Study material -
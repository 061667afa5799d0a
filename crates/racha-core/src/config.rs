//! Application configuration management.
//!
//! Configuration comes from the environment (optionally seeded from a `.env`
//! file by the binary) with a default for every value, so a fresh install
//! runs against the development backend without any setup.
//!
//! Durable storage lives at `<data dir>/racha/` unless `RACHA_DATA_DIR`
//! points elsewhere.

use std::path::PathBuf;
use std::time::Duration;

use anyhow::Result;
use tracing::warn;

/// Application name used for data directory paths
const APP_NAME: &str = "racha";

/// Backend origin used when `RACHA_BACKEND_URL` is unset.
pub const DEFAULT_BACKEND_URL: &str = "http://10.0.0.111:8080";

/// Storage key for the bearer token.
pub const DEFAULT_TOKEN_KEY: &str = "racha_access_token";

/// Storage key for the token expiry marker (epoch milliseconds).
pub const DEFAULT_EXPIRES_AT_KEY: &str = "racha_access_token_expires_at";

/// Storage key for the last group the user opened.
pub const LAST_GROUP_KEY: &str = "lastSessionGroupId";

/// How often the session checks whether its token has expired.
const DEFAULT_EXPIRY_CHECK_SECS: u64 = 60;

const ENV_BACKEND_URL: &str = "RACHA_BACKEND_URL";
const ENV_TOKEN_KEY: &str = "RACHA_JWT_NAME";
const ENV_EXPIRES_AT_KEY: &str = "RACHA_JWT_EXPIRES_AT_NAME";
const ENV_EXPIRY_CHECK_SECS: &str = "RACHA_EXPIRY_CHECK_SECS";
const ENV_STORAGE: &str = "RACHA_STORAGE";
const ENV_DATA_DIR: &str = "RACHA_DATA_DIR";

/// Which durable storage backend holds the session.
#[derive(Debug, Clone, Copy, PartialEq, Eq, Default)]
pub enum StorageBackend {
    /// JSON file in the data directory
    #[default]
    File,
    /// OS keychain
    Keyring,
    /// In-process only; nothing survives a restart
    Memory,
}

impl StorageBackend {
    fn parse(value: &str) -> Option<Self> {
        match value.trim().to_ascii_lowercase().as_str() {
            "file" => Some(StorageBackend::File),
            "keyring" | "keychain" => Some(StorageBackend::Keyring),
            "memory" => Some(StorageBackend::Memory),
            _ => None,
        }
    }
}

#[derive(Debug, Clone)]
pub struct Config {
    pub backend_url: String,
    pub token_key: String,
    pub expires_at_key: String,
    pub last_group_key: String,
    pub expiry_check_interval: Duration,
    pub storage_backend: StorageBackend,
    pub data_dir: Option<PathBuf>,
}

impl Default for Config {
    fn default() -> Self {
        Self {
            backend_url: DEFAULT_BACKEND_URL.to_string(),
            token_key: DEFAULT_TOKEN_KEY.to_string(),
            expires_at_key: DEFAULT_EXPIRES_AT_KEY.to_string(),
            last_group_key: LAST_GROUP_KEY.to_string(),
            expiry_check_interval: Duration::from_secs(DEFAULT_EXPIRY_CHECK_SECS),
            storage_backend: StorageBackend::default(),
            data_dir: None,
        }
    }
}

impl Config {
    /// Load configuration from the process environment
    pub fn from_env() -> Self {
        Self::from_lookup(|key| std::env::var(key).ok())
    }

    /// Load configuration through an arbitrary variable lookup.
    /// Empty values count as unset.
    pub fn from_lookup<F>(lookup: F) -> Self
    where
        F: Fn(&str) -> Option<String>,
    {
        let get = |key: &str| lookup(key).filter(|v| !v.trim().is_empty());
        let defaults = Self::default();

        let expiry_check_interval = match get(ENV_EXPIRY_CHECK_SECS) {
            Some(raw) => match raw.trim().parse::<u64>() {
                Ok(secs) if secs > 0 => Duration::from_secs(secs),
                _ => {
                    warn!(value = %raw, "Invalid {}, using default", ENV_EXPIRY_CHECK_SECS);
                    defaults.expiry_check_interval
                }
            },
            None => defaults.expiry_check_interval,
        };

        let storage_backend = match get(ENV_STORAGE) {
            Some(raw) => StorageBackend::parse(&raw).unwrap_or_else(|| {
                warn!(value = %raw, "Unknown {}, using file storage", ENV_STORAGE);
                StorageBackend::File
            }),
            None => defaults.storage_backend,
        };

        Self {
            backend_url: get(ENV_BACKEND_URL).unwrap_or(defaults.backend_url),
            token_key: get(ENV_TOKEN_KEY).unwrap_or(defaults.token_key),
            expires_at_key: get(ENV_EXPIRES_AT_KEY).unwrap_or(defaults.expires_at_key),
            last_group_key: defaults.last_group_key,
            expiry_check_interval,
            storage_backend,
            data_dir: get(ENV_DATA_DIR).map(PathBuf::from),
        }
    }

    /// Directory holding durable storage and logs
    pub fn data_dir(&self) -> Result<PathBuf> {
        if let Some(ref dir) = self.data_dir {
            return Ok(dir.clone());
        }
        let data_dir = dirs::data_dir()
            .ok_or_else(|| anyhow::anyhow!("Could not find data directory"))?;
        Ok(data_dir.join(APP_NAME))
    }
}

#[cfg(test)]
mod tests {
    use super::*;
    use std::collections::HashMap;

    fn lookup(pairs: &[(&str, &str)]) -> impl Fn(&str) -> Option<String> {
        let map: HashMap<String, String> = pairs
            .iter()
            .map(|(k, v)| (k.to_string(), v.to_string()))
            .collect();
        move |key| map.get(key).cloned()
    }

    #[test]
    fn test_defaults_when_environment_is_empty() {
        let config = Config::from_lookup(|_| None);
        assert_eq!(config.backend_url, DEFAULT_BACKEND_URL);
        assert_eq!(config.token_key, "racha_access_token");
        assert_eq!(config.expires_at_key, "racha_access_token_expires_at");
        assert_eq!(config.last_group_key, "lastSessionGroupId");
        assert_eq!(config.expiry_check_interval, Duration::from_secs(60));
        assert_eq!(config.storage_backend, StorageBackend::File);
        assert!(config.data_dir.is_none());
    }

    #[test]
    fn test_environment_overrides() {
        let config = Config::from_lookup(lookup(&[
            ("RACHA_BACKEND_URL", "https://api.racha.app"),
            ("RACHA_JWT_NAME", "tok"),
            ("RACHA_JWT_EXPIRES_AT_NAME", "tok_exp"),
            ("RACHA_EXPIRY_CHECK_SECS", "5"),
            ("RACHA_STORAGE", "Keyring"),
            ("RACHA_DATA_DIR", "/tmp/racha-test"),
        ]));
        assert_eq!(config.backend_url, "https://api.racha.app");
        assert_eq!(config.token_key, "tok");
        assert_eq!(config.expires_at_key, "tok_exp");
        assert_eq!(config.expiry_check_interval, Duration::from_secs(5));
        assert_eq!(config.storage_backend, StorageBackend::Keyring);
        assert_eq!(config.data_dir().unwrap(), PathBuf::from("/tmp/racha-test"));
    }

    #[test]
    fn test_invalid_values_fall_back() {
        let config = Config::from_lookup(lookup(&[
            ("RACHA_EXPIRY_CHECK_SECS", "soon"),
            ("RACHA_STORAGE", "floppy"),
            ("RACHA_BACKEND_URL", "   "),
        ]));
        assert_eq!(config.expiry_check_interval, Duration::from_secs(60));
        assert_eq!(config.storage_backend, StorageBackend::File);
        assert_eq!(config.backend_url, DEFAULT_BACKEND_URL);
    }

    #[test]
    fn test_zero_interval_rejected() {
        let config = Config::from_lookup(lookup(&[("RACHA_EXPIRY_CHECK_SECS", "0")]));
        assert_eq!(config.expiry_check_interval, Duration::from_secs(60));
    }
}
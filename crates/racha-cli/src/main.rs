//! racha - command-line client for the racha shared-expense backend.
//!
//! Keeps the login session between runs and offers the read-mostly parts of
//! the app: listing groups, balances and joining by invite code.

mod app;

use std::io;

use anyhow::Result;
use tracing::info;
use tracing_appender::non_blocking::WorkerGuard;
use tracing_subscriber::{fmt, prelude::*, EnvFilter};

use racha_core::Config;

use app::App;

// ============================================================================
// Constants
// ============================================================================

/// Log file name inside the data directory
const LOG_FILE_NAME: &str = "racha.log";

const USAGE: &str = "\
Usage: racha <command>

Commands:
  status            Show whether a session is active and when it expires
  login [email]     Sign in (prompts for the password)
  register          Create an account and sign in
  logout            End the session
  whoami            Show the signed-in user
  groups            List your groups
  group <id>        Show a group's balances
  join <code>       Join a group with an invite code
  check             Check that the backend is reachable";

/// Initialize the tracing subscriber for logging.
///
/// Logs go to a file in the data directory so command output stays clean.
/// Falls back to stderr when the directory cannot be used.
fn init_tracing(config: &Config) -> Option<WorkerGuard> {
    // Use RUST_LOG env var to control log level (e.g., RUST_LOG=debug)
    let filter = EnvFilter::try_from_default_env().unwrap_or_else(|_| EnvFilter::new("warn"));

    let log_dir = config
        .data_dir()
        .ok()
        .filter(|dir| std::fs::create_dir_all(dir).is_ok());

    match log_dir {
        Some(dir) => {
            let appender = tracing_appender::rolling::never(dir, LOG_FILE_NAME);
            let (writer, guard) = tracing_appender::non_blocking(appender);
            tracing_subscriber::registry()
                .with(fmt::layer().with_writer(writer).with_ansi(false))
                .with(filter)
                .init();
            Some(guard)
        }
        None => {
            tracing_subscriber::registry()
                .with(fmt::layer().with_writer(io::stderr))
                .with(filter)
                .init();
            None
        }
    }
}

#[tokio::main]
async fn main() -> Result<()> {
    // Load .env file if present (silently ignore if not found)
    let _ = dotenvy::dotenv();

    let args: Vec<String> = std::env::args().skip(1).collect();
    let Some(command) = args.first().map(String::as_str) else {
        eprintln!("{}", USAGE);
        std::process::exit(2);
    };
    if matches!(command, "help" | "-h" | "--help") {
        println!("{}", USAGE);
        return Ok(());
    }

    let config = Config::from_env();
    let log_guard = init_tracing(&config);
    info!(command, backend = %config.backend_url, "racha starting");

    let app = App::new(config).await?;
    let code = run(&app, command, args.get(1).map(String::as_str)).await;
    app.shutdown();
    info!(code, "racha shutting down");

    // Flush the log file before exiting
    drop(log_guard);
    std::process::exit(code);
}

/// Dispatch one command, returning the process exit code
async fn run(app: &App, command: &str, arg: Option<&str>) -> i32 {
    let result = match (command, arg) {
        ("status", _) => app.status().await,
        ("login", email) => app.login(email).await,
        ("register", _) => app.register().await,
        ("logout", _) => app.logout().await,
        ("whoami", _) => app.whoami().await,
        ("groups", _) => app.groups().await,
        ("group", Some(id)) => app.group(id).await,
        ("join", Some(code)) => app.join(code).await,
        ("check", _) => app.check().await,
        ("group", None) | ("join", None) => {
            eprintln!("Missing argument for '{}'\n\n{}", command, USAGE);
            return 2;
        }
        _ => {
            eprintln!("Unknown command '{}'\n\n{}", command, USAGE);
            return 2;
        }
    };

    match result {
        Ok(()) => 0,
        Err(e) => {
            eprintln!("Error: {:#}", e);
            1
        }
    }
}
use std::collections::BTreeMap;
use std::path::{Path, PathBuf};

use async_trait::async_trait;
use tokio::sync::Mutex;
use tracing::{debug, warn};

use super::{KeyValueStore, StorageError};

/// Storage file name in the data directory
const STORAGE_FILE: &str = "storage.json";

/// Scratch file renamed over the storage file on every write
const STORAGE_TMP_FILE: &str = "storage.json.tmp";

/// Key-value storage persisted as a single JSON object on disk.
///
/// Every mutation writes the whole map to a scratch file and renames it over
/// the real one, so a crash never leaves a half-written file behind. The
/// lock only keeps concurrent writers in this process from interleaving
/// read-modify-write cycles.
pub struct FileStore {
    path: PathBuf,
    tmp_path: PathBuf,
    lock: Mutex<()>,
}

impl FileStore {
    pub fn new(data_dir: PathBuf) -> Self {
        Self {
            path: data_dir.join(STORAGE_FILE),
            tmp_path: data_dir.join(STORAGE_TMP_FILE),
            lock: Mutex::new(()),
        }
    }

    pub fn path(&self) -> &Path {
        &self.path
    }

    async fn read_all(&self) -> Result<BTreeMap<String, String>, StorageError> {
        match tokio::fs::read_to_string(&self.path).await {
            Ok(contents) if contents.trim().is_empty() => Ok(BTreeMap::new()),
            Ok(contents) => Ok(serde_json::from_str(&contents)?),
            Err(e) if e.kind() == std::io::ErrorKind::NotFound => Ok(BTreeMap::new()),
            Err(e) => Err(e.into()),
        }
    }

    /// Read before a mutation. An unparseable file is replaced by the next
    /// write instead of blocking it; the flag says a rewrite is due.
    async fn read_for_update(&self) -> Result<(BTreeMap<String, String>, bool), StorageError> {
        match self.read_all().await {
            Ok(entries) => Ok((entries, false)),
            Err(StorageError::Serialization(e)) => {
                warn!(path = ?self.path, error = %e, "Storage file is corrupt, starting from empty");
                Ok((BTreeMap::new(), true))
            }
            Err(e) => Err(e),
        }
    }

    async fn write_all(&self, entries: &BTreeMap<String, String>) -> Result<(), StorageError> {
        if let Some(parent) = self.path.parent() {
            tokio::fs::create_dir_all(parent).await?;
        }
        let contents = serde_json::to_string_pretty(entries)?;
        tokio::fs::write(&self.tmp_path, contents).await?;
        tokio::fs::rename(&self.tmp_path, &self.path).await?;
        debug!(path = ?self.path, keys = entries.len(), "Storage file written");
        Ok(())
    }
}

#[async_trait]
impl KeyValueStore for FileStore {
    async fn get(&self, key: &str) -> Result<Option<String>, StorageError> {
        let _guard = self.lock.lock().await;
        Ok(self.read_all().await?.remove(key))
    }

    async fn set(&self, key: &str, value: &str) -> Result<(), StorageError> {
        let _guard = self.lock.lock().await;
        let (mut entries, _) = self.read_for_update().await?;
        entries.insert(key.to_string(), value.to_string());
        self.write_all(&entries).await
    }

    async fn remove(&self, key: &str) -> Result<(), StorageError> {
        let _guard = self.lock.lock().await;
        let (mut entries, corrupt) = self.read_for_update().await?;
        if entries.remove(key).is_none() && !corrupt {
            return Ok(());
        }
        self.write_all(&entries).await
    }
}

Exercise aim - Among the lines of the listing above, which ones hold "WorkerGuard"? Copy them.

Response to the exercise -
use tracing_appender::non_blocking::WorkerGuard;
fn init_tracing(config: &Config) -> Option<WorkerGuard> {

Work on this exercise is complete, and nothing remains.